To 4: In “Administration” you can see the amount of data used in your tenant

To answer your questions:

  1. Our current use case is the connection of small industrial machines via OPC UA, to gather their data, visualize measurements and provide the data to partners outside of Cumulocity and Software AG for an AI development. We decided to use Cumulocity and DataHub for that use case, because it seemed to fulfil all the requirements we had in mind. I’m not sure if there is a way to bypass Cumulocity for the whole use case, but depending on the solution I could imagine bypassing for the data gathering.

  2. A Query looks for example like this:

    https://{{url}}/measurement/measurements/?valueFragmentType={{type}}&valueFragmentSeries={{series}}&dateFrom=JJJJ-MM-DDTHH:MM:SSZ&dateTo=JJJJ-MM-DDTHH:MM:SSZ&pageSize=2000&currentPage={{currentPage}}.

    I think I can leave out the “type” field but all other fields seem necessary to me. The current page parameter is needed because I have way more than 2000 measurements per series and no other solution for getting all results of a request.

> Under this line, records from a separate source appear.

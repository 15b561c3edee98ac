//! Grammar combinators
//!
//! [`Repeat`], [`Select`] and [`Optional`] are the reusable pieces the
//! construct builders are assembled from. A rule is a short sequence of
//! [`RuleItem`]s holding at most one nested construct; the token items
//! before it anchor the head of a group and the items after it anchor
//! the tail.

use crate::ast::{Construct, ConstructKind};
use crate::error::{match_error, syntax_error};
use crate::lexer::{tokens_to_source, Punctuator, Token, TokenKind};
use crate::parser::build;
use core_types::CompileResult;
use tracing::trace;

/// One element of a grammar rule
#[derive(Debug, Clone, Copy, PartialEq, Eq)]
pub enum RuleItem {
    /// A single token of this kind
    Token(TokenKind),
    /// A nested construct spanning the remaining tokens
    Construct(ConstructKind),
}

/// Bracket depth counters for paren, bracket and brace nesting
#[derive(Debug, Clone, Copy, Default, PartialEq, Eq)]
pub struct BracketDepth {
    paren: i32,
    bracket: i32,
    brace: i32,
}

impl BracketDepth {
    /// Fresh counter at top level
    pub fn new() -> Self {
        Self::default()
    }

    /// Update the counters for `token`.
    ///
    /// A closing bracket with no matching opener is a syntax error.
    pub fn track(&mut self, token: &Token) -> CompileResult<()> {
        let counter = match token.kind {
            TokenKind::Punctuator(Punctuator::LParen) | TokenKind::Punctuator(Punctuator::RParen) => {
                &mut self.paren
            }
            TokenKind::Punctuator(Punctuator::LBracket) | TokenKind::Punctuator(Punctuator::RBracket) => {
                &mut self.bracket
            }
            TokenKind::Punctuator(Punctuator::LBrace) | TokenKind::Punctuator(Punctuator::RBrace) => {
                &mut self.brace
            }
            _ => return Ok(()),
        };
        let opening = matches!(
            token.kind,
            TokenKind::Punctuator(Punctuator::LParen | Punctuator::LBracket | Punctuator::LBrace)
        );
        *counter += if opening { 1 } else { -1 };
        if *counter < 0 {
            return Err(syntax_error(
                format!("Unbalanced closing `{}`", token.source),
                Some(token.position()),
            ));
        }
        Ok(())
    }

    /// True when outside every bracket pair
    pub fn is_top_level(&self) -> bool {
        self.paren == 0 && self.bracket == 0 && self.brace == 0
    }
}

/// Drop space and comment tokens
pub fn strip_trivia(tokens: &[Token]) -> Vec<Token> {
    tokens.iter().filter(|t| !t.kind.is_trivia()).cloned().collect()
}

fn count_constructs(rule: &[RuleItem]) -> usize {
    rule.iter().filter(|item| matches!(item, RuleItem::Construct(_))).count()
}

/// Token items before and after the nested construct
fn anchors(rule: &[RuleItem]) -> (Vec<TokenKind>, Vec<TokenKind>, bool) {
    let mut head = Vec::new();
    let mut tail = Vec::new();
    let mut nested = false;
    for item in rule {
        match item {
            RuleItem::Token(kind) if nested => tail.push(*kind),
            RuleItem::Token(kind) => head.push(*kind),
            RuleItem::Construct(_) => nested = true,
        }
    }
    (head, tail, nested)
}

/// Check the head forward and the tail in reverse
fn anchors_match(tokens: &[Token], head: &[TokenKind], tail: &[TokenKind], nested: bool) -> bool {
    if nested {
        if tokens.len() < head.len() + tail.len() {
            return false;
        }
    } else if tokens.len() != head.len() + tail.len() {
        return false;
    }
    let head_ok = head.iter().zip(tokens).all(|(kind, t)| t.kind == *kind);
    let tail_ok = tail
        .iter()
        .rev()
        .zip(tokens.iter().rev())
        .all(|(kind, t)| t.kind == *kind);
    head_ok && tail_ok
}

/// A rule repeated over separator-delimited groups
#[derive(Debug, Clone)]
pub struct Repeat {
    rule: Vec<RuleItem>,
    separator: TokenKind,
}

impl Repeat {
    /// Create a repeat combinator.
    ///
    /// A rule may hold at most one nested construct.
    pub fn new(rule: Vec<RuleItem>, separator: TokenKind) -> CompileResult<Self> {
        if count_constructs(&rule) > 1 {
            return Err(match_error(
                "Repeat rule may contain at most one nested construct",
                &[],
            ));
        }
        Ok(Self { rule, separator })
    }

    fn keeps_space(&self) -> bool {
        self.rule.contains(&RuleItem::Token(TokenKind::Space))
    }

    /// Split `tokens` into groups at top-level separators.
    ///
    /// Each group keeps its trailing separator; the last may have none. An
    /// empty last group is dropped.
    pub fn split(&self, tokens: &[Token]) -> CompileResult<Vec<Vec<Token>>> {
        let tokens = if self.keeps_space() {
            tokens.to_vec()
        } else {
            strip_trivia(tokens)
        };

        let mut groups = Vec::new();
        let mut current = Vec::new();
        let mut depth = BracketDepth::new();
        for token in tokens {
            depth.track(&token)?;
            let splits = depth.is_top_level() && token.kind == self.separator;
            current.push(token);
            if splits {
                groups.push(std::mem::take(&mut current));
            }
        }
        if !current.is_empty() {
            groups.push(current);
        }

        let (head, tail, nested) = anchors(&self.rule);
        for group in &groups {
            let body = match group.last() {
                Some(last) if last.kind == self.separator => &group[..group.len() - 1],
                _ => &group[..],
            };
            if !anchors_match(body, &head, &tail, nested) {
                return Err(match_error(
                    format!("Group `{}` does not match the repeated rule", tokens_to_source(group)),
                    group,
                ));
            }
        }

        trace!(groups = groups.len(), separator = %self.separator, "repeat split");
        Ok(groups)
    }
}

/// Result of a successful [`Select`]
#[derive(Debug, Clone, PartialEq)]
pub enum Selection {
    /// A construct candidate built successfully
    Construct(Construct),
    /// The single remaining token matched a token candidate
    Token(Token),
}

impl Selection {
    /// Which candidate was selected
    pub fn item(&self) -> RuleItem {
        match self {
            Selection::Construct(c) => RuleItem::Construct(c.kind()),
            Selection::Token(t) => RuleItem::Token(t.kind),
        }
    }
}

/// Ordered choice between candidates
#[derive(Debug, Clone)]
pub struct Select {
    candidates: Vec<RuleItem>,
}

impl Select {
    /// Create a select combinator
    pub fn new(candidates: Vec<RuleItem>) -> Self {
        Self { candidates }
    }

    /// First construct candidate that builds, else a matching single token
    pub fn select(&self, tokens: &[Token]) -> Option<Selection> {
        for candidate in &self.candidates {
            if let RuleItem::Construct(kind) = candidate {
                match build(*kind, tokens) {
                    Ok(construct) => return Some(Selection::Construct(construct)),
                    Err(err) => trace!(candidate = %kind, error = %err, "select candidate rejected"),
                }
            }
        }

        if let [token] = tokens {
            let matched = self
                .candidates
                .iter()
                .any(|c| *c == RuleItem::Token(token.kind));
            if matched {
                return Some(Selection::Token(token.clone()));
            }
        }
        None
    }
}

/// Outcome of [`Optional::check`]
#[derive(Debug, Clone, PartialEq)]
pub enum Presence {
    /// The optional rule is absent
    Omitted,
    /// The rule matched, with its nested construct if it has one
    Present(Option<Construct>),
}

/// A rule that may be absent
#[derive(Debug, Clone)]
pub struct Optional {
    rule: Vec<RuleItem>,
}

impl Optional {
    /// Create an optional combinator.
    ///
    /// A rule may hold at most one nested construct.
    pub fn new(rule: Vec<RuleItem>) -> CompileResult<Self> {
        if count_constructs(&rule) > 1 {
            return Err(match_error(
                "Optional rule may contain at most one nested construct",
                &[],
            ));
        }
        Ok(Self { rule })
    }

    /// Check whether `tokens` hold the optional rule
    pub fn check(&self, tokens: &[Token]) -> Presence {
        if tokens.is_empty() {
            return Presence::Omitted;
        }
        let (head, tail, nested) = anchors(&self.rule);
        if !anchors_match(tokens, &head, &tail, nested) {
            return Presence::Omitted;
        }

        let nested_kind = self.rule.iter().find_map(|item| match item {
            RuleItem::Construct(kind) => Some(*kind),
            RuleItem::Token(_) => None,
        });
        match nested_kind {
            None => Presence::Present(None),
            Some(kind) => {
                let inner = &tokens[head.len()..tokens.len() - tail.len()];
                match build(kind, inner) {
                    Ok(construct) => Presence::Present(Some(construct)),
                    Err(_) => Presence::Omitted,
                }
            }
        }
    }
}
//! Assembler seam
//!
//! Turning an instruction list into a VM binary belongs to the assembler,
//! which lives outside this workspace. [`ListingAssembler`] is the stand-in
//! used by the CLI and tests: it checks the list and renders it as text.

use crate::chunk::BytecodeChunk;
use crate::instruction::Instruction;
use core_types::{CompileError, CompileResult, ErrorKind};
use std::collections::HashSet;

/// Instruction list → binary
pub trait Assembler {
    /// Assemble a flattened instruction list
    fn assemble(&self, chunk: &BytecodeChunk) -> CompileResult<Vec<u8>>;
}

/// Renders the instruction list as UTF-8 assembly text
#[derive(Debug, Clone, Copy, Default)]
pub struct ListingAssembler;

impl ListingAssembler {
    /// Create a listing assembler
    pub fn new() -> Self {
        Self
    }

    fn check(chunk: &BytecodeChunk) -> CompileResult<()> {
        let mut seen = HashSet::new();
        for inst in &chunk.instructions {
            match inst {
                Instruction::Op { opcode, operands } => {
                    if operands.len() != opcode.operand_count() {
                        return Err(CompileError::new(
                            ErrorKind::AssemblyError,
                            format!(
                                "`{}` takes {} operand(s), got {}",
                                opcode,
                                opcode.operand_count(),
                                operands.len()
                            ),
                        ));
                    }
                }
                Instruction::Label(name) => {
                    if !seen.insert(name.as_str()) {
                        return Err(CompileError::new(
                            ErrorKind::AssemblyError,
                            format!("Label `::{}` is defined more than once", name),
                        ));
                    }
                }
            }
        }
        Ok(())
    }
}

impl Assembler for ListingAssembler {
    fn assemble(&self, chunk: &BytecodeChunk) -> CompileResult<Vec<u8>> {
        Self::check(chunk)?;
        Ok(chunk.listing().into_bytes())
    }
}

  3. Measurements are structed with the standard information that a device protocol for OPC UA uses. As JSON it looks like this:
    {
    “self”: “measurement URI”,
    “time”: “time”,
    “id”: “id”,
    “source”: {
    “self”: “machineURI”,
    “id”: “machineId
    },
    “type”: “type”,
    type”: {
    series”: {
    “unit”: “unit”,
    “value”: value (mostly float or double)
    }
    },
    OPC UA node Id”: {}
    }

    Measurements like that one are gathered in an array in the output of the REST-request.

  4. We have multiple series, but due to OPC UA processes there timestamps differ most of the times. The timestamps of the measurements are from the original OPC UA Server and not from Cumulocity itself.
    All the measurements contain a single value with a related time stamp.

Thank you for your feedback on my questions. For me it doesn’t look like a 100% custom implementation with data storage outside of Cumulocity and DataHub is a solution for my use case, since it’s an research prototype and shouldn’t need that much maintenance to keep it running.

I would really appreciate a tip for the STORE and RETRIEVE optimizations in Cumulocity and hope that my given answers can help you to understand the data structure we are currently using.